TASK DETAILS: Each line below should be quoted exactly, please.

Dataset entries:
---------------

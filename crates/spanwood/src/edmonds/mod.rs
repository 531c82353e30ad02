//! Minimum-weight spanning arborescence (directed minimum spanning tree).
//!
//! The solver follows the contraction-tree formulation of Chu-Liu/Edmonds:
//!
//! 1. make the graph strongly connected with synthetic edges (`connect`);
//! 2. contract cycles of locally cheapest incoming edges into supervertices until a single
//!    supervertex remains, keeping per-vertex candidate heaps that are melded on contraction
//!    (`state`, `heap`);
//! 3. dismantle the contraction tree outward from the root, keeping for every vertex the one
//!    edge that enters its cycle from outside (`expand`).
//!
//! Edge weights are compared through a lazily evaluated offset chain, so contracting a cycle
//! never touches the edges entering it.

mod connect;
mod expand;
mod heap;
mod state;

use crate::error::{Error, Result};
use crate::graphlib::{Edge, VertexIndex};
use rustc_hash::FxHashSet as HashSet;
use state::{ContractionState, Origin};

/// An edge of the computed arborescence.
#[derive(Debug, PartialEq)]
pub enum TreeEdge<'a, E> {
    /// One of the caller's edges.
    Input(&'a E),
    /// An augmentation edge: the input has no path from the root to `destination`.
    Synthetic {
        source: &'a str,
        destination: &'a str,
    },
}

impl<E> Clone for TreeEdge<'_, E> {
    fn clone(&self) -> Self {
        *self
    }
}

impl<E> Copy for TreeEdge<'_, E> {}

impl<'a, E> TreeEdge<'a, E> {
    pub fn is_synthetic(&self) -> bool {
        matches!(self, TreeEdge::Synthetic { .. })
    }

    pub fn input(&self) -> Option<&'a E> {
        match self {
            TreeEdge::Input(e) => Some(*e),
            TreeEdge::Synthetic { .. } => None,
        }
    }
}

impl<E: Edge> Edge for TreeEdge<'_, E> {
    fn source(&self) -> &str {
        match self {
            TreeEdge::Input(e) => e.source(),
            TreeEdge::Synthetic { source, .. } => *source,
        }
    }

    fn destination(&self) -> &str {
        match self {
            TreeEdge::Input(e) => e.destination(),
            TreeEdge::Synthetic { destination, .. } => *destination,
        }
    }

    /// Synthetic edges report `+inf`.
    fn weight(&self) -> f64 {
        match self {
            TreeEdge::Input(e) => e.weight(),
            TreeEdge::Synthetic { .. } => f64::INFINITY,
        }
    }
}

/// Computes a minimum-weight spanning arborescence of `edges` rooted at `root`.
///
/// The tree spans every endpoint of `edges`. Vertices the root cannot reach through real
/// edges are attached by a [`TreeEdge::Synthetic`] edge, whose weight reads as `+inf`.
/// Edges are returned ordered by destination, following the order in which vertices first
/// appear in `edges`.
///
/// An empty edge list yields an empty tree.
pub fn edmonds<'a, E: Edge>(root: &str, edges: &'a [E]) -> Result<Vec<TreeEdge<'a, E>>> {
    if edges.is_empty() {
        return Ok(Vec::new());
    }
    if let Some(e) = edges.iter().find(|e| !e.weight().is_finite()) {
        return Err(Error::InvalidWeight {
            from: e.source().to_string(),
            to: e.destination().to_string(),
            weight: e.weight(),
        });
    }

    let index = VertexIndex::from_edges(edges);
    let Some(root_ix) = index.get(root) else {
        return Err(Error::UnknownRoot {
            root: root.to_string(),
        });
    };

    let candidates = connect::connect_all(&index, edges)?;
    tracing::debug!(
        root,
        vertices = index.len(),
        edges = edges.len(),
        synthetic = candidates.len() - edges.len(),
        "solving minimum spanning arborescence"
    );

    let mut state = ContractionState::new(index.len(), candidates);
    state.contract();
    tracing::debug!(
        supervertices = state.records.len() - state.originals,
        "contraction finished"
    );

    if let Err(c) = state.expand(root_ix) {
        let v = state.representative(c);
        return Err(Error::ContractionIncomplete {
            vertex: index.label(v).unwrap_or_default().to_string(),
        });
    }

    let mut out: Vec<TreeEdge<'a, E>> = Vec::with_capacity(index.len().saturating_sub(1));
    for v in 0..index.len() {
        if v == root_ix {
            continue;
        }
        let Some(id) = state.records[v].chosen else {
            continue;
        };
        let c = state.candidate(id);
        out.push(match c.origin {
            Origin::Input(i) => TreeEdge::Input(&edges[i]),
            Origin::Synthetic => TreeEdge::Synthetic {
                source: index.label(c.source).unwrap_or_default(),
                destination: index.label(c.destination).unwrap_or_default(),
            },
        });
    }
    Ok(out)
}

/// A solved arborescence together with the input it was computed from.
#[derive(Debug, Clone)]
pub struct Arborescence<'a, E> {
    root: String,
    input: &'a [E],
    edges: Vec<TreeEdge<'a, E>>,
}

impl<'a, E: Edge> Arborescence<'a, E> {
    pub fn solve(root: &str, edges: &'a [E]) -> Result<Self> {
        Ok(Self {
            root: root.to_string(),
            input: edges,
            edges: edmonds(root, edges)?,
        })
    }

    pub fn edges(&self) -> &[TreeEdge<'a, E>] {
        &self.edges
    }

    /// Sum of the real edge weights; synthetic edges are left out.
    pub fn total_weight(&self) -> f64 {
        self.edges
            .iter()
            .filter(|e| !e.is_synthetic())
            .map(|e| e.weight())
            .sum()
    }

    pub fn synthetic_count(&self) -> usize {
        self.edges.iter().filter(|e| e.is_synthetic()).count()
    }

    /// Vertices that the root cannot reach through the input edges, in first-appearance order.
    pub fn unreachable(&self) -> Vec<&'a str> {
        let reached = crate::graphlib::alg::preorder(self.input, &self.root);
        let reached: HashSet<&str> = reached.iter().map(String::as_str).collect();
        VertexIndex::from_edges(self.input)
            .labels()
            .iter()
            .copied()
            .filter(|v| !reached.contains(v))
            .collect()
    }

    /// True when no synthetic edge was needed.
    pub fn is_spanning(&self) -> bool {
        self.synthetic_count() == 0
    }
}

---------------

EXERCISE RESULT:
filename crates/spanwood/src/edmonds/mod.rs
repository 531c82353e30ad02
//! Minimum-weight spanning arborescence (directed minimum spanning tree).
//!
//! The solver follows the contraction-tree formulation of Chu-Liu/Edmonds:
//!
//! 1. make the graph strongly connected with synthetic edges (`connect`);
//! 2. contract cycles of locally cheapest incoming edges into supervertices until a single
//!    supervertex remains, keeping per-vertex candidate heaps that are melded on contraction
//!    (`state`, `heap`);
//! 3. dismantle the contraction tree outward from the root, keeping for every vertex the one
//!    edge that enters its cycle from outside (`expand`).
//!
//! Edge weights are compared through a lazily evaluated offset chain, so contracting a cycle
//! never touches the edges entering it.

mod connect;
mod expand;
mod heap;
mod state;

use crate::error::{Error, Result};
use crate::graphlib::{Edge, VertexIndex};
use rustc_hash::FxHashSet as HashSet;
use state::{ContractionState, Origin};

/// An edge of the computed arborescence.
#[derive(Debug, PartialEq)]
pub enum TreeEdge<'a, E> {
    /// One of the caller's edges.
    Input(&'a E),
    /// An augmentation edge: the input has no path from the root to `destination`.
    Synthetic {
        source: &'a str,
        destination: &'a str,
    },
}

impl<E> Clone for TreeEdge<'_, E> {
    fn clone(&self) -> Self {
        *self
    }
}

impl<E> Copy for TreeEdge<'_, E> {}

impl<'a, E> TreeEdge<'a, E> {
    pub fn is_synthetic(&self) -> bool {
        matches!(self, TreeEdge::Synthetic { .. })
    }

    pub fn input(&self) -> Option<&'a E> {
        match self {
            TreeEdge::Input(e) => Some(*e),
            TreeEdge::Synthetic { .. } => None,
        }
    }
}

impl<E: Edge> Edge for TreeEdge<'_, E> {
    fn source(&self) -> &str {
        match self {
            TreeEdge::Input(e) => e.source(),
            TreeEdge::Synthetic { source, .. } => *source,
        }
    }

    fn destination(&self) -> &str {
        match self {
            TreeEdge::Input(e) => e.destination(),
            TreeEdge::Synthetic { destination, .. } => *destination,
        }
    }

    /// Synthetic edges report `+inf`.
    fn weight(&self) -> f64 {
        match self {
            TreeEdge::Input(e) => e.weight(),
            TreeEdge::Synthetic { .. } => f64::INFINITY,
        }
    }
}

/// Computes a minimum-weight spanning arborescence of `edges` rooted at `root`.
///
/// The tree spans every endpoint of `edges`. Vertices the root cannot reach through real
/// edges are attached by a [`TreeEdge::Synthetic`] edge, whose weight reads as `+inf`.
/// Edges are returned ordered by destination, following the order in which vertices first
/// appear in `edges`.
///
/// An empty edge list yields an empty tree.
pub fn edmonds<'a, E: Edge>(root: &str, edges: &'a [E]) -> Result<Vec<TreeEdge<'a, E>>> {
    if edges.is_empty() {
        return Ok(Vec::new());
    }
    if let Some(e) = edges.iter().find(|e| !e.weight().is_finite()) {
        return Err(Error::InvalidWeight {
            from: e.source().to_string(),
            to: e.destination().to_string(),
            weight: e.weight(),
        });
    }

    let index = VertexIndex::from_edges(edges);
    let Some(root_ix) = index.get(root) else {
        return Err(Error::UnknownRoot {
            root: root.to_string(),
        });
    };

    let candidates = connect::connect_all(&index, edges)?;
    tracing::debug!(
        root,
        vertices = index.len(),
        edges = edges.len(),
        synthetic = candidates.len() - edges.len(),
        "solving minimum spanning arborescence"
    );

    let mut state = ContractionState::new(index.len(), candidates);
    state.contract();
    tracing::debug!(
        supervertices = state.records.len() - state.originals,
        "contraction finished"
    );

    if let Err(c) = state.expand(root_ix) {
        let v = state.representative(c);
        return Err(Error::ContractionIncomplete {
            vertex: index.label(v).unwrap_or_default().to_string(),
        });
    }

    let mut out: Vec<TreeEdge<'a, E>> = Vec::with_capacity(index.len().saturating_sub(1));
    for v in 0..index.len() {
        if v == root_ix {
            continue;
        }
        let Some(id) = state.records[v].chosen else {
            continue;
        };
        let c = state.candidate(id);
        out.push(match c.origin {
            Origin::Input(i) => TreeEdge::Input(&edges[i]),
            Origin::Synthetic => TreeEdge::Synthetic {
                source: index.label(c.source).unwrap_or_default(),
                destination: index.label(c.destination).unwrap_or_default(),
            },
        });
    }
    Ok(out)
}

/// A solved arborescence together with the input it was computed from.
#[derive(Debug, Clone)]
pub struct Arborescence<'a, E> {
    root: String,
    input: &'a [E],
    edges: Vec<TreeEdge<'a, E>>,
}

impl<'a, E: Edge> Arborescence<'a, E> {
    pub fn solve(root: &str, edges: &'a [E]) -> Result<Self> {
        Ok(Self {
            root: root.to_string(),
            input: edges,
            edges: edmonds(root, edges)?,
        })
    }

    pub fn edges(&self) -> &[TreeEdge<'a, E>] {
        &self.edges
    }

    /// Sum of the real edge weights; synthetic edges are left out.
    pub fn total_weight(&self) -> f64 {
        self.edges
            .iter()
            .filter(|e| !e.is_synthetic())
            .map(|e| e.weight())
            .sum()
    }

    pub fn synthetic_count(&self) -> usize {
        self.edges.iter().filter(|e| e.is_synthetic()).count()
    }

    /// Vertices that the root cannot reach through the input edges, in first-appearance order.
    pub fn unreachable(&self) -> Vec<&'a str> {
        let reached = crate::graphlib::alg::preorder(self.input, &self.root);
        let reached: HashSet<&str> = reached.iter().map(String::as_str).collect();
        VertexIndex::from_edges(self.input)
            .labels()
            .iter()
            .copied()
            .filter(|v| !reached.contains(v))
            .collect()
    }

    /// True when no synthetic edge was needed.
    pub fn is_spanning(&self) -> bool {
        self.synthetic_count() == 0
    }
}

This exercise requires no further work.